_Try it_. Read through the lines below and copy the ones holding the string "logged".

_Data extracts_.
--

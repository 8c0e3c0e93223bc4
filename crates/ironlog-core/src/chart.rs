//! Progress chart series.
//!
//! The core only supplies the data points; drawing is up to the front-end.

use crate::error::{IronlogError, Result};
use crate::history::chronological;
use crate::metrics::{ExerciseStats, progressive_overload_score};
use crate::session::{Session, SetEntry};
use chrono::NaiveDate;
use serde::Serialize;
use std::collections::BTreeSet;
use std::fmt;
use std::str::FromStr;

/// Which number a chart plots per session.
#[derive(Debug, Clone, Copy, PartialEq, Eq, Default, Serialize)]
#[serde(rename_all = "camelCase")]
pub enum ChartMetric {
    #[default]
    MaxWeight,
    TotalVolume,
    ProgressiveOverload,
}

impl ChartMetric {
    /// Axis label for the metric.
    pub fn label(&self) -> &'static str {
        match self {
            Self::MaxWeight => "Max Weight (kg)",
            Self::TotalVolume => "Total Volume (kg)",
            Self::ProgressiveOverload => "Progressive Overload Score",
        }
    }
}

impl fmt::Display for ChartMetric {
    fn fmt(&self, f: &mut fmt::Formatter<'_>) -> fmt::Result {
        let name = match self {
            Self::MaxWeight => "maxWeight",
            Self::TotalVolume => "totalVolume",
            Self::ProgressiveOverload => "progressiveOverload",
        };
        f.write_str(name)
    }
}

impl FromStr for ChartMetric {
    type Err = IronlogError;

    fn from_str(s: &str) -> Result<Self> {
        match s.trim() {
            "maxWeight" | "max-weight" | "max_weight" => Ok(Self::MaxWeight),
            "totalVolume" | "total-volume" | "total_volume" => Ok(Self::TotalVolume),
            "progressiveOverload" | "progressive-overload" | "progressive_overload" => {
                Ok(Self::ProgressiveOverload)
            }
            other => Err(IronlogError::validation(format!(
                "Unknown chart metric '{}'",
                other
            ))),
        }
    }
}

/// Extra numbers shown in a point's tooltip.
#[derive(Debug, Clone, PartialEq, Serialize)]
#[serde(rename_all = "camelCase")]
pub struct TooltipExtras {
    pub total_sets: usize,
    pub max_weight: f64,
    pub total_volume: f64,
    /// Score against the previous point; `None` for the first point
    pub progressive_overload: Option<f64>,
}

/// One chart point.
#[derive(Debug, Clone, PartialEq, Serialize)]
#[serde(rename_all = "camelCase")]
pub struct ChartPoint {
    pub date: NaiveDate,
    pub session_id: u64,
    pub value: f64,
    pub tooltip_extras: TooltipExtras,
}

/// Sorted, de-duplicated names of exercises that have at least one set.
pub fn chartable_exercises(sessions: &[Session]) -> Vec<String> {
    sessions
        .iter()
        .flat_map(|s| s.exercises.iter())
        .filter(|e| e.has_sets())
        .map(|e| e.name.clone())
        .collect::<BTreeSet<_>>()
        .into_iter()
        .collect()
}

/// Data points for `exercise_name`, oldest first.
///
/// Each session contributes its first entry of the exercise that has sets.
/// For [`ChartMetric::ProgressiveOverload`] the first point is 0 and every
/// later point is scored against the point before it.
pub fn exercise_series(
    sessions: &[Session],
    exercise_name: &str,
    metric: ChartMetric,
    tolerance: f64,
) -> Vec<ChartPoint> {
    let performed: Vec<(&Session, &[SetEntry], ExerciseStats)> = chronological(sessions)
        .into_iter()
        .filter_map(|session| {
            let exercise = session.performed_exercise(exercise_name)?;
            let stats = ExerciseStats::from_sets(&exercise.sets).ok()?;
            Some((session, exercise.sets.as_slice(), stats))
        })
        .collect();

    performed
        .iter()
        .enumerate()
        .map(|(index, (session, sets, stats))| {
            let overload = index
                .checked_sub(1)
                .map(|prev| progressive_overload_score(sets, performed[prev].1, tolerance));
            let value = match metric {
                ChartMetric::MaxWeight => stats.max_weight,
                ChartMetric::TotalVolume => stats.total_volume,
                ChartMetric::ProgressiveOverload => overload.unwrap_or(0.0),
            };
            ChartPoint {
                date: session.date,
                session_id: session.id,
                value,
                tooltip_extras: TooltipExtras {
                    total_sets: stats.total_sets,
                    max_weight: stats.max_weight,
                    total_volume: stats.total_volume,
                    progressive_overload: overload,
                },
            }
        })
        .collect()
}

--

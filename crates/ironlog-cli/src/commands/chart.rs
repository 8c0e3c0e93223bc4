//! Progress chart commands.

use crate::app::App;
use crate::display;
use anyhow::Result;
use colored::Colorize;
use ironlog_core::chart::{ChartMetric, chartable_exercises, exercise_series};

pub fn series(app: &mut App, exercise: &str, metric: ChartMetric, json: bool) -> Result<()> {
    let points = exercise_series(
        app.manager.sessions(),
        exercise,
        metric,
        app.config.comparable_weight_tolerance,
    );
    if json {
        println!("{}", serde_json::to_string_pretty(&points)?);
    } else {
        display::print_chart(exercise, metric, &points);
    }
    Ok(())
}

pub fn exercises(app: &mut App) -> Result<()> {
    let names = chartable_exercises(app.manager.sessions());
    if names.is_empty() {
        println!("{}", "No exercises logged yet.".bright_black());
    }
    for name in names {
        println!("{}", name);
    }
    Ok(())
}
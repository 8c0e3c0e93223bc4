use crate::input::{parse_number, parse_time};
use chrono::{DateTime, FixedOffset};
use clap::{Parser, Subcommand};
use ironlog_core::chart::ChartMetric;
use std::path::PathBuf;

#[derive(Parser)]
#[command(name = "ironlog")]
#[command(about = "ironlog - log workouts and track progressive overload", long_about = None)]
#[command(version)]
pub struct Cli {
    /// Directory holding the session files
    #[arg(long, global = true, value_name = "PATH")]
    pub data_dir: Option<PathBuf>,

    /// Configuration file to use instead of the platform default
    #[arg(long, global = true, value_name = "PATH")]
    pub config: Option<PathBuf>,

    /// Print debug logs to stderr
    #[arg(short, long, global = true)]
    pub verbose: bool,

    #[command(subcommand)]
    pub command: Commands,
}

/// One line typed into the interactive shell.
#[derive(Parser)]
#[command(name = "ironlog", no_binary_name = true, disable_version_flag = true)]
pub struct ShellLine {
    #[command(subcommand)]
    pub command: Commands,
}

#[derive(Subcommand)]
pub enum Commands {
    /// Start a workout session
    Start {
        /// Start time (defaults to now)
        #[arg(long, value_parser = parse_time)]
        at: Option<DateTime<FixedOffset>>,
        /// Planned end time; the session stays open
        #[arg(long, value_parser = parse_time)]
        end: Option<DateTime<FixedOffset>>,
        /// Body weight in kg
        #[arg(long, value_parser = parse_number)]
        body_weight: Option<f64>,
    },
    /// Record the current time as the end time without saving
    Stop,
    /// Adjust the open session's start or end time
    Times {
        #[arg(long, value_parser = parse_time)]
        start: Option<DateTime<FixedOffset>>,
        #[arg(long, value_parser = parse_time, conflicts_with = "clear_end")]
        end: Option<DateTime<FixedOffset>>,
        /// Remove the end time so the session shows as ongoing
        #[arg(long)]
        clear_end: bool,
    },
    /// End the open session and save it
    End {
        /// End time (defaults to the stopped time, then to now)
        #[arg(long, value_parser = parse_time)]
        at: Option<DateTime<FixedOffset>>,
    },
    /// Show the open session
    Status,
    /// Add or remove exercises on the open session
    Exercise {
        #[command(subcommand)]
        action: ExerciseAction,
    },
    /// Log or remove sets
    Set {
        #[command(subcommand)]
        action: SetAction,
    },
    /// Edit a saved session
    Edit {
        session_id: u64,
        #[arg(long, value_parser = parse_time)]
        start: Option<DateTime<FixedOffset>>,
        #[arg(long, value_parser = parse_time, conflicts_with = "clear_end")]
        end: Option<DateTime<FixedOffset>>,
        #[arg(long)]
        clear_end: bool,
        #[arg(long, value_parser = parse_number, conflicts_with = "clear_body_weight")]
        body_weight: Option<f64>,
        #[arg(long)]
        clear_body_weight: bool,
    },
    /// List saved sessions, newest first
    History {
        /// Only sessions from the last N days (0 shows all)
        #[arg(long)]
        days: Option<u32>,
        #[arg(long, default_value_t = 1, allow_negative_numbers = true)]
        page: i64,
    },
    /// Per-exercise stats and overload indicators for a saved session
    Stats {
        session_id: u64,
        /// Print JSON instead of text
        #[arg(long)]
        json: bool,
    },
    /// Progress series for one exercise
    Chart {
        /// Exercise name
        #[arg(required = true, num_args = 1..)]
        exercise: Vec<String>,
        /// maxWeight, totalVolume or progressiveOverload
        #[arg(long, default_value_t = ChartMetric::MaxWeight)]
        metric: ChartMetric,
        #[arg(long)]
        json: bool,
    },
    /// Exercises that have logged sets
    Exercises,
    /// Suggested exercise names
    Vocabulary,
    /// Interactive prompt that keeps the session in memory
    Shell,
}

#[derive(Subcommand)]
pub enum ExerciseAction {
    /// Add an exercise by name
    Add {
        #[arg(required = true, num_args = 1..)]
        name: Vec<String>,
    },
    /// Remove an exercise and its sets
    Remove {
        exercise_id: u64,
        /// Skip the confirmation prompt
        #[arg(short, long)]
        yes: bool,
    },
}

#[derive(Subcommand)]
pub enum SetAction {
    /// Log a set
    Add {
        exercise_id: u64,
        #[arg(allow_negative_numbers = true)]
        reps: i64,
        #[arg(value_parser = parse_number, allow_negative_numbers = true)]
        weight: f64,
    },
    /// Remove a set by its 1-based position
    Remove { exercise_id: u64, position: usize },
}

--

_Answer area_.
        println!("{}", "No exercises logged yet.".bright_black());
    /// Exercises that have logged sets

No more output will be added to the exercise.